Project description:
We have established that gramine and hordenine are present in the phloem of barley plants.  In addition, we have also constructed CRISPR mediated knockout lines of the barley accession Tafeno, which normally makes high amounts of gramine in the early and mid-vegetative tissues.  The utilization of Tafeno WT and Tafeno KO plants avoids issues with differences in other accessions’ different phytochemical profiles.

This project will focus on several specific questions/hypotheses:

  • Can gramine be found in aphid honeydew? 
  • Is gramine present in the aphids themselves, or is there evidence of breakdown products/detoxification?
  • What is the biochemical basis for gramine resistance in the specialist versus the generalist aphids?
  • Is there evidence of microbe symbiosis?
  • Is there evidence for receptor-mediated resistance?
  • Are the mechanisms of tolerance/resistance similar between Poaceae specialists versus those that feed on members of the Fabaceae (e.g. Genista or Lupins)?

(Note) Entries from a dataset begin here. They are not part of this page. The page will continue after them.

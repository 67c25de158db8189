//! Raylib-backed implementation of [`GameSdk`].
//!
//! Raylib presents a fresh framebuffer every frame, while the loading screen
//! is written against a persistent canvas (draw, then refresh). To bridge
//! the two, all drawing goes into a `RenderTexture2D` canvas and
//! [`refresh_screen`](GameSdk::refresh_screen) blits the canvas to the
//! window, Y-flipped to compensate for OpenGL's inverted texture
//! coordinates.
//!
//! Sound and music handles borrow the `RaylibAudio` device, so the device is
//! created by the caller and outlives the SDK (and any registry storing its
//! handles).

use std::path::{Path, PathBuf};
use std::time::Duration;

use raylib::core::audio::{Music, RaylibAudio, Sound};
use raylib::ffi;
use raylib::prelude::*;

use crate::error::SdkError;
use crate::sdk::{FontAlignment, GameSdk, ResourceKind};

/// Spacing passed to raylib text drawing and measuring.
const TEXT_SPACING: f32 = 1.0;

pub struct RaylibSdk<'aud> {
    rl: RaylibHandle,
    thread: RaylibThread,
    audio: &'aud RaylibAudio,
    canvas: RenderTexture2D,
    assets_dir: PathBuf,
}

impl<'aud> RaylibSdk<'aud> {
    /// Wrap an initialized raylib window and audio device.
    ///
    /// The canvas is created at the window's current size and recreated on
    /// every [`change_screen_size`](GameSdk::change_screen_size).
    pub fn new(
        mut rl: RaylibHandle,
        thread: RaylibThread,
        audio: &'aud RaylibAudio,
        assets_dir: impl Into<PathBuf>,
    ) -> Result<Self, SdkError> {
        let width = rl.get_screen_width() as u32;
        let height = rl.get_screen_height() as u32;
        let canvas = rl
            .load_render_texture(&thread, width, height)
            .map_err(|e| SdkError::Display(format!("failed to create canvas: {}", e)))?;
        Ok(Self {
            rl,
            thread,
            audio,
            canvas,
            assets_dir: assets_dir.into(),
        })
    }
}

impl<'aud> GameSdk for RaylibSdk<'aud> {
    type Font = Font;
    type Bitmap = Texture2D;
    type Sound = Sound<'aud>;
    type Music = Music<'aud>;

    fn screen_size(&self) -> (i32, i32) {
        (self.rl.get_screen_width(), self.rl.get_screen_height())
    }

    fn change_screen_size(&mut self, width: i32, height: i32) -> Result<(), SdkError> {
        self.rl.set_window_size(width, height);
        self.canvas = self
            .rl
            .load_render_texture(&self.thread, width as u32, height as u32)
            .map_err(|e| SdkError::Display(format!("failed to recreate canvas: {}", e)))?;
        Ok(())
    }

    fn clear_screen(&mut self) {
        let mut d = self.rl.begin_texture_mode(&self.thread, &mut self.canvas);
        d.clear_background(Color::BLACK);
    }

    fn refresh_screen(&mut self) {
        let texture = self.canvas.texture;
        // Negative source height flips Y when blitting a render texture.
        let source = ffi::Rectangle {
            x: 0.0,
            y: 0.0,
            width: texture.width as f32,
            height: -(texture.height as f32),
        };
        let mut d = self.rl.begin_drawing(&self.thread);
        d.clear_background(Color::BLACK);
        unsafe {
            ffi::DrawTextureRec(
                texture,
                source,
                ffi::Vector2 { x: 0.0, y: 0.0 },
                Color::WHITE.into(),
            );
        }
    }

    fn process_events(&mut self) {
        // end_drawing pumps input once per presented frame; this matches the
        // SDK's explicit event-processing call between frames.
        unsafe {
            ffi::PollInputEvents();
        }
    }

    fn window_should_close(&self) -> bool {
        self.rl.window_should_close()
    }

    fn delay(&mut self, duration: Duration) {
        std::thread::sleep(duration);
    }

    fn resource_path(&self, filename: &str, kind: ResourceKind) -> PathBuf {
        let subdir = match kind {
            ResourceKind::Font => "fonts",
            ResourceKind::Image => "images",
            // Music tracks live with the sound effects.
            ResourceKind::Sound | ResourceKind::Music => "sounds",
        };
        self.assets_dir.join(subdir).join(filename)
    }

    fn load_font(&mut self, path: &Path, size: i32) -> Result<Font, SdkError> {
        let filename = path.to_string_lossy();
        self.rl
            .load_font_ex(&self.thread, &filename, size, None)
            .map_err(|e| SdkError::load(ResourceKind::Font, path, e.to_string()))
    }

    fn load_bitmap(&mut self, path: &Path) -> Result<Texture2D, SdkError> {
        let filename = path.to_string_lossy();
        self.rl
            .load_texture(&self.thread, &filename)
            .map_err(|e| SdkError::load(ResourceKind::Image, path, e.to_string()))
    }

    fn load_sound(&mut self, path: &Path) -> Result<Sound<'aud>, SdkError> {
        let filename = path.to_string_lossy();
        self.audio
            .new_sound(&filename)
            .map_err(|e| SdkError::load(ResourceKind::Sound, path, e.to_string()))
    }

    fn load_music(&mut self, path: &Path) -> Result<Music<'aud>, SdkError> {
        let filename = path.to_string_lossy();
        self.audio
            .new_music(&filename)
            .map_err(|e| SdkError::load(ResourceKind::Music, path, e.to_string()))
    }

    fn free_font(&mut self, font: Font) {
        drop(font);
    }

    fn free_bitmap(&mut self, bitmap: Texture2D) {
        drop(bitmap);
    }

    fn free_sound(&mut self, sound: Sound<'aud>) {
        drop(sound);
    }

    fn free_music(&mut self, music: Music<'aud>) {
        drop(music);
    }

    fn play_sound(&mut self, sound: &Sound<'aud>) {
        sound.play();
    }

    fn draw_bitmap(&mut self, bitmap: &Texture2D, x: f32, y: f32) {
        let mut d = self.rl.begin_texture_mode(&self.thread, &mut self.canvas);
        d.draw_texture(bitmap, x as i32, y as i32, Color::WHITE);
    }

    fn draw_bitmap_section(&mut self, bitmap: &Texture2D, section: Rectangle, x: f32, y: f32) {
        let mut d = self.rl.begin_texture_mode(&self.thread, &mut self.canvas);
        d.draw_texture_rec(bitmap, section, Vector2 { x, y }, Color::WHITE);
    }

    fn draw_text_lines(
        &mut self,
        text: &str,
        color: Color,
        font: &Font,
        alignment: FontAlignment,
        bounds: Rectangle,
    ) {
        let font_size = font.base_size() as f32;
        let line_count = text.lines().count().max(1) as f32;
        let line_height = bounds.height / line_count;

        let mut d = self.rl.begin_texture_mode(&self.thread, &mut self.canvas);
        for (index, line) in text.lines().enumerate() {
            let measured = font.measure_text(line, font_size, TEXT_SPACING);
            let x = match alignment {
                FontAlignment::Left => bounds.x,
                FontAlignment::Center => bounds.x + (bounds.width - measured.x) * 0.5,
                FontAlignment::Right => bounds.x + bounds.width - measured.x,
            };
            let y = bounds.y + index as f32 * line_height + (line_height - measured.y) * 0.5;
            d.draw_text_ex(font, line, Vector2 { x, y }, font_size, TEXT_SPACING, color);
        }
    }
}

Understanding of the dynamics of the barley-aphid interaction can be utilized to better shape sustainable agricultural practices. The D’Auria lab has successfully developed a method for the detection of gramine 3 and characterized its pathway of biosynthesis 4. This project will employ cutting edge technologies including GC- and LC-TOF metabolomics.  Synthetic biology using CRISPR based systems in both plants and microorganisms will be used to investigate biological and ecological biotic interactions. The group of Dr. Kunert will supervise the student’s work with aphids and artificial diets as well as technologies including the collection and analysis of honeydew.

Candidate profile:
An ideal candidate will be team oriented and possess knowledge in analytical chemistry and insect ecology/biology.  Successful candidates will possess an MSc in Biochemistry, Chemistry, Chemical Ecology, or a related discipline.  Experience with molecular biology and a foundational background in synthetic biology are considered advantageous. Proficiency in English, both written and oral, are required.  This project will include work both at the MPI-CE in Jena and at the Leibniz Institute of Plant Genetics and Crop Plant Research in Gatersleben. 
 

Reading (optional):

  1. Davis, J. A. & Radcliffe, E. B. Reproduction and feeding behavior of Myzus persicae on four cereals. J Econ Entomol 101, 9-16 (2008). https://doi.org:10.1603/0022-0493(2008)101[9:rafbom]2.0.co;2
  2. Delp, G., Gradin, T., Åhman, I. & Jonsson, L. M. V. Microarray analysis of the interaction between the aphid Rhopalosiphum padi and host plants reveals both differences and similarities between susceptible and partially resistant barley lines. Molecular Genetics and Genomics 281, 233-248 (2009). https://doi.org:10.1007/s00438-008-0409-3
  3. Leite Dias, S. et al. A New Fluorescence Detection Method for Tryptophan- and Tyrosine-Derived Allelopathic Compounds in Barley and Lupin. Plants (Basel) 12 (2023). https://doi.org:10.3390/plants12101930
  4. Leite Dias, S., Chuang, L., Liu, S., Seligmann, B., Brendel, F.L., Chavez, B.G., Hoffie, R.E., Hoffie, I., Kumlehn, J., Bültemeier, A., Wolf, J., Herde, M., Witte, C., D'Auria, J.C., Franke, J. Biosynthesis of the allelopathic alkaloid gramine in barley by a cryptic oxidative rearrangement. Science in press (2024).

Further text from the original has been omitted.